Le toca el turno de hablar a Javier Doz Orrit. Los asistentes a la Sesión Plenaria del Comité Económico y Social Europeo (CESE) se ponen los cascos para escuchar la traducción simultánea, excepto el puñado de hispanohablantes que se encuentran en el edificio Charlemagne de la Comisión Europea en Bruselas. Ante la expectación, el consejero del Comité afirma: “Vivimos las circunstancias de una crisis política”.
Javier Doz es el miembro del CESE encargado de exponer un dictamen acerca del Marco Financiero Plurianual 2021-2027, en otras palabras, analiza los presupuestos que se aplicarán en la Unión Europea durante la próxima década, y propone alternativas. A pesar de que el debate trata un aspecto de índole económica, según la visión de Doz, las cuestiones políticas y económicas están fuertemente relacionadas.
Doz ratifica esa perspectiva de la siguiente forma: “Un presupuesto ambicioso es la forma de contrarrestar las corrientes antieuropeas”. “Este no lo es”, sentencia. La discusión viene de una encrucijada entre dos caminos muy distintos para la inversión de los fondos comunes. El primero transita un sendero que se viene recorriendo en los últimos años, el de las políticas de cohesión y las subvenciones agrarias. El segundo plantea reducir esas inversiones y destinarlas a la innovación.

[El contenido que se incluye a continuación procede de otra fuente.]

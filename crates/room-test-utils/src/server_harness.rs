//! Test server harness for E2E testing
//!
//! Provides `TestRoomServer` for spawning real room service instances in tests.

use room_service::actors::{ActorMetrics, RoomActor, RoomActorHandle, RoomState};
use room_service::config::Config;
use room_service::engine::{EngineCounts, LoopbackEngine, MediaEngine};
use room_service::negotiation::Negotiator;
use room_service::observability::{detached_metrics_handle, HealthState};
use room_service::routes::{self, AppState};
use std::collections::HashMap;
use std::net::SocketAddr;
use std::sync::Arc;
use tokio::task::JoinHandle;
use tokio_util::sync::CancellationToken;

/// Test harness for spawning the room service in E2E tests.
///
/// Each instance has its own room actor, loopback engine and (detached)
/// metrics recorder, so tests can run in parallel in one process.
pub struct TestRoomServer {
    addr: SocketAddr,
    config: Config,
    engine: Arc<LoopbackEngine>,
    room: RoomActorHandle,
    negotiator: Negotiator,
    cancel_token: CancellationToken,
    _handle: JoinHandle<()>,
}

impl TestRoomServer {
    /// Spawn a server with default test configuration.
    pub async fn spawn() -> Result<Self, anyhow::Error> {
        Self::spawn_with_vars(&[]).await
    }

    /// Spawn a server with extra `ROOM_*` variables layered over the test
    /// defaults (e.g. a tiny `ROOM_EVENT_CHANNEL_CAPACITY`).
    pub async fn spawn_with_vars(extra: &[(&str, &str)]) -> Result<Self, anyhow::Error> {
        let mut vars = HashMap::from([(
            "ROOM_BIND_ADDRESS".to_string(),
            "127.0.0.1:0".to_string(),
        )]);
        for (key, value) in extra {
            vars.insert((*key).to_string(), (*value).to_string());
        }

        let config = Config::from_vars(&vars)
            .map_err(|e| anyhow::anyhow!("Failed to create config: {}", e))?;

        let engine = Arc::new(LoopbackEngine::new(config.listen_ips.clone()));
        let cancel_token = CancellationToken::new();
        let (room, _room_task) = RoomActor::spawn(
            config.event_channel_capacity,
            cancel_token.child_token(),
            ActorMetrics::new(),
        );

        let health = Arc::new(HealthState::new());
        health.set_ready();
        let metrics_handle = detached_metrics_handle()
            .map_err(|e| anyhow::anyhow!("Failed to build metrics handle: {}", e))?;

        let negotiator = Negotiator::new(room.clone(), Arc::clone(&engine) as Arc<dyn MediaEngine>);
        let state = Arc::new(AppState {
            negotiator: negotiator.clone(),
            config: config.clone(),
        });

        // Build routes using room-service's real route builder
        let app = routes::build_routes(state, health, metrics_handle);

        // Bind to random port
        let listener = tokio::net::TcpListener::bind("127.0.0.1:0")
            .await
            .map_err(|e| anyhow::anyhow!("Failed to bind test server: {}", e))?;

        let addr = listener
            .local_addr()
            .map_err(|e| anyhow::anyhow!("Failed to get local address: {}", e))?;

        // Spawn server in background
        let handle = tokio::spawn(async move {
            if let Err(e) = axum::serve(listener, app).await {
                eprintln!("Test server error: {}", e);
            }
        });

        Ok(Self {
            addr,
            config,
            engine,
            room,
            negotiator,
            cancel_token,
            _handle: handle,
        })
    }

    /// Get the base URL of the test server.
    pub fn url(&self) -> String {
        format!("http://{}", self.addr)
    }

    /// Get the signaling WebSocket URL.
    pub fn ws_url(&self) -> String {
        format!("ws://{}/room", self.addr)
    }

    /// Get the socket address.
    pub fn addr(&self) -> SocketAddr {
        self.addr
    }

    /// Get reference to the server configuration.
    pub fn config(&self) -> &Config {
        &self.config
    }

    /// Live engine entities, for leak assertions.
    pub async fn engine_counts(&self) -> EngineCounts {
        self.engine.counts().await
    }

    /// Whether the engine reports the producer or consumer as paused.
    pub async fn engine_paused(&self, entity_id: &str) -> Option<bool> {
        self.engine.is_paused(entity_id).await
    }

    /// Room actor counters.
    pub async fn room_state(&self) -> Result<RoomState, anyhow::Error> {
        self.room
            .get_state()
            .await
            .map_err(|e| anyhow::anyhow!("Failed to read room state: {}", e))
    }

    /// Run the server's graceful room shutdown. Returns the number of peers
    /// retired. The HTTP listener stays up until the harness is dropped.
    pub async fn shutdown(&self) -> Result<usize, anyhow::Error> {
        self.negotiator
            .shutdown()
            .await
            .map_err(|e| anyhow::anyhow!("Room shutdown failed: {}", e))
    }

    /// Poll until `check` holds for the room state, or time out.
    pub async fn wait_for_room(
        &self,
        check: impl Fn(&RoomState) -> bool,
    ) -> Result<RoomState, anyhow::Error> {
        let deadline = tokio::time::Instant::now() + std::time::Duration::from_secs(5);
        loop {
            let state = self.room_state().await?;
            if check(&state) {
                return Ok(state);
            }
            if tokio::time::Instant::now() >= deadline {
                anyhow::bail!("Room never reached expected state: {:?}", state);
            }
            tokio::time::sleep(std::time::Duration::from_millis(10)).await;
        }
    }

    /// Poll until `check` holds for the engine counts, or time out.
    ///
    /// Engine entities are released after the peer leaves the directory, so
    /// leak assertions must wait for the release to finish.
    pub async fn wait_for_engine(
        &self,
        check: impl Fn(&EngineCounts) -> bool,
    ) -> Result<EngineCounts, anyhow::Error> {
        let deadline = tokio::time::Instant::now() + std::time::Duration::from_secs(5);
        loop {
            let counts = self.engine_counts().await;
            if check(&counts) {
                return Ok(counts);
            }
            if tokio::time::Instant::now() >= deadline {
                anyhow::bail!("Engine never reached expected counts: {:?}", counts);
            }
            tokio::time::sleep(std::time::Duration::from_millis(10)).await;
        }
    }
}

impl Drop for TestRoomServer {
    fn drop(&mut self) {
        // Close every signaling connection and stop the HTTP server
        self.cancel_token.cancel();
        self._handle.abort();
    }
}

En concreto, se calcula que la política de cohesión sufrirá un recorte del 10%, mientras que en el caso de la política agraria común (PAC) la reducción será del 15%. En ese punto, el Comité discrepa de la Comisión Europea y del comisario de Presupuestos, Günther Oettinger. El dictamen del CESE muestra el desacuerdo con esa propuesta, mientras que su responsable cree que es incomprensible que haya recortes cuando hay crecimiento.
Sus argumentos para rechazar esos recortes están más relacionados con la política que con la economía. Los recortes de presupuesto causan “desconfianza en la ciudadanía”, explica Doz, en un momento en el que “la crisis ha dejado niveles altos de desigualdad”. Así, las diferencias entre zonas son mayores y el escepticismo ante Bruselas se acrecienta. “Hay que seguir avanzando en políticas de cohesión”, concluye Doz.